Problem:
After locating the line that contains "let mut path = Path::new(&mut rng, contacts, ROLE_TRANSIT);" in the data below, set down exactly that line and each one after it through the line that contains "let (_, entry_rc)", and nothing more.

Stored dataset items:
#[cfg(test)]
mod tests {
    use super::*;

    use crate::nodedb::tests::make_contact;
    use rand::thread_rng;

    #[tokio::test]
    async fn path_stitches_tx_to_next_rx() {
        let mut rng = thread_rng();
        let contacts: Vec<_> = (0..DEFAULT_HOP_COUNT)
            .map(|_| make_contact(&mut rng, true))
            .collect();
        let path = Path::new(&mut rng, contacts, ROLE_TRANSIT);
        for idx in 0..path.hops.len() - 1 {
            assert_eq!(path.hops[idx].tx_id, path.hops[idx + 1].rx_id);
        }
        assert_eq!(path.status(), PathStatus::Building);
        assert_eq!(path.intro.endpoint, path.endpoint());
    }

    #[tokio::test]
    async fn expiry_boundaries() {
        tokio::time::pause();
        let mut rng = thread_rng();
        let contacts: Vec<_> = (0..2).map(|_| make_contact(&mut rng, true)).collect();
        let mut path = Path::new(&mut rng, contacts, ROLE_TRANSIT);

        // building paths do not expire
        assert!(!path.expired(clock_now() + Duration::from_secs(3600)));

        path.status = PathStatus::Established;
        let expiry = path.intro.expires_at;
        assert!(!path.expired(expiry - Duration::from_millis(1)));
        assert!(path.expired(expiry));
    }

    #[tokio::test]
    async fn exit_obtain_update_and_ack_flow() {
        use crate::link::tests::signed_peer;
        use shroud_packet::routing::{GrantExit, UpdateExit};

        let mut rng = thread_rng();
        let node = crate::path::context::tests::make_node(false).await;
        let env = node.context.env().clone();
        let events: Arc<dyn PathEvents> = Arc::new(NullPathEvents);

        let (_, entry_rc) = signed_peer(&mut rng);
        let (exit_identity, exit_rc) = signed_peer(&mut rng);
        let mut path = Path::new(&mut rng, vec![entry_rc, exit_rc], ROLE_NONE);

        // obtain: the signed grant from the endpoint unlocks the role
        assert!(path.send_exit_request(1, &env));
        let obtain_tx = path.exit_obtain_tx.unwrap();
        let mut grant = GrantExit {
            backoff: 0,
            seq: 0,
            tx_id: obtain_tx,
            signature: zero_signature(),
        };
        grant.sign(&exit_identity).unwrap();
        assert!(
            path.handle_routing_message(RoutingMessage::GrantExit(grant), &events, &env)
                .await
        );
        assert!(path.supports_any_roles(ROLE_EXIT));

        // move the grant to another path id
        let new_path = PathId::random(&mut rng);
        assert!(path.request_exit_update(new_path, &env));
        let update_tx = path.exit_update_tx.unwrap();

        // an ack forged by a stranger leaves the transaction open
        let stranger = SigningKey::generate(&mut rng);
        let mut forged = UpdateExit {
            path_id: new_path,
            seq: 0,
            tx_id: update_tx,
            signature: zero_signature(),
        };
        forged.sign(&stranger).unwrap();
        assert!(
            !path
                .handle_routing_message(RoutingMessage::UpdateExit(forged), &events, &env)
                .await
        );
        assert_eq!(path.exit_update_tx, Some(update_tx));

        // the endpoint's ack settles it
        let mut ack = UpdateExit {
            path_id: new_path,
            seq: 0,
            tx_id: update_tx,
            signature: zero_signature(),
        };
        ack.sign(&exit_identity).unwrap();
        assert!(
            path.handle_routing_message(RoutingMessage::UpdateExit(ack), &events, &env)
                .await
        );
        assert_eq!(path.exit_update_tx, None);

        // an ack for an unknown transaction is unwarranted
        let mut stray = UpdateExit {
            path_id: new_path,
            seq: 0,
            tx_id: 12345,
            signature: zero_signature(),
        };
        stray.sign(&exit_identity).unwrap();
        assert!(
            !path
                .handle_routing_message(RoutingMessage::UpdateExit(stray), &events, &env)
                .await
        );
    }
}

...

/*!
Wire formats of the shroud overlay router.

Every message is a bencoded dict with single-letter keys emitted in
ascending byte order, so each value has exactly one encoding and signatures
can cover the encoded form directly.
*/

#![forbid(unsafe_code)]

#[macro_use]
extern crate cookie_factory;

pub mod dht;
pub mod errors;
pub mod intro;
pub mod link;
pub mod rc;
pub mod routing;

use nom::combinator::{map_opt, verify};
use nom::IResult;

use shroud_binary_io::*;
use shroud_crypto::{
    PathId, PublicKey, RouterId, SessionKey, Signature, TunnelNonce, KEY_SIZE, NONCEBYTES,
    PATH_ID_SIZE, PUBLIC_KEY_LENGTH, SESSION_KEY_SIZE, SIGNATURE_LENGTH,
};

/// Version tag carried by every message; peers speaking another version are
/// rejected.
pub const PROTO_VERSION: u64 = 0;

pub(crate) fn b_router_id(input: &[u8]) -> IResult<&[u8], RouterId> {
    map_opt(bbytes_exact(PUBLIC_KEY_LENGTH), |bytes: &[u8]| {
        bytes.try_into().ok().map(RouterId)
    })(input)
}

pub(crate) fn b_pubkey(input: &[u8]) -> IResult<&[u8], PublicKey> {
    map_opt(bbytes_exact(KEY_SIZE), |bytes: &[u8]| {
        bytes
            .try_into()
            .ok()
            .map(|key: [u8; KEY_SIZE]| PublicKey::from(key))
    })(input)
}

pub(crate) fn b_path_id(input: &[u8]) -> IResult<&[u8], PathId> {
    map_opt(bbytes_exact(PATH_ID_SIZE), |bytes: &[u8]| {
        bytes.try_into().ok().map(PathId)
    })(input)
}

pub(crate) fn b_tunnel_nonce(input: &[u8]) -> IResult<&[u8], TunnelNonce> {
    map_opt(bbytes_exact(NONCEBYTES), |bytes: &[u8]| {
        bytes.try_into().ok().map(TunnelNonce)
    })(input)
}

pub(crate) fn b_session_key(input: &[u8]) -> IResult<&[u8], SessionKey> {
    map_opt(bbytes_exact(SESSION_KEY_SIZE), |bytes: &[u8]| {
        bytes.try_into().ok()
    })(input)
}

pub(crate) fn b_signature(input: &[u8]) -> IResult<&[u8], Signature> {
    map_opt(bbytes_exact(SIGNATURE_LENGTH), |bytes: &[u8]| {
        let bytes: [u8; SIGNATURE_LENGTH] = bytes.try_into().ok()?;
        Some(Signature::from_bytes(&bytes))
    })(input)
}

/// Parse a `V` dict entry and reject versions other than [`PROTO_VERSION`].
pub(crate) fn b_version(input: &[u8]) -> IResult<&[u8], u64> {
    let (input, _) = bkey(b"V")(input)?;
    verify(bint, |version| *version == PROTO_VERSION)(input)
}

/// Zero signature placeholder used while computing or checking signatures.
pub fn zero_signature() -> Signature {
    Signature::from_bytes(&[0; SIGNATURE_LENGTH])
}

Written answer:
        let mut path = Path::new(&mut rng, contacts, ROLE_TRANSIT);

        // building paths do not expire
        assert!(!path.expired(clock_now() + Duration::from_secs(3600)));

        path.status = PathStatus::Established;
        let expiry = path.intro.expires_at;
        assert!(!path.expired(expiry - Duration::from_millis(1)));
        assert!(path.expired(expiry));
    }

    #[tokio::test]
    async fn exit_obtain_update_and_ack_flow() {
        use crate::link::tests::signed_peer;
        use shroud_packet::routing::{GrantExit, UpdateExit};

        let mut rng = thread_rng();
        let node = crate::path::context::tests::make_node(false).await;
        let env = node.context.env().clone();
        let events: Arc<dyn PathEvents> = Arc::new(NullPathEvents);

        let (_, entry_rc) = signed_peer(&mut rng);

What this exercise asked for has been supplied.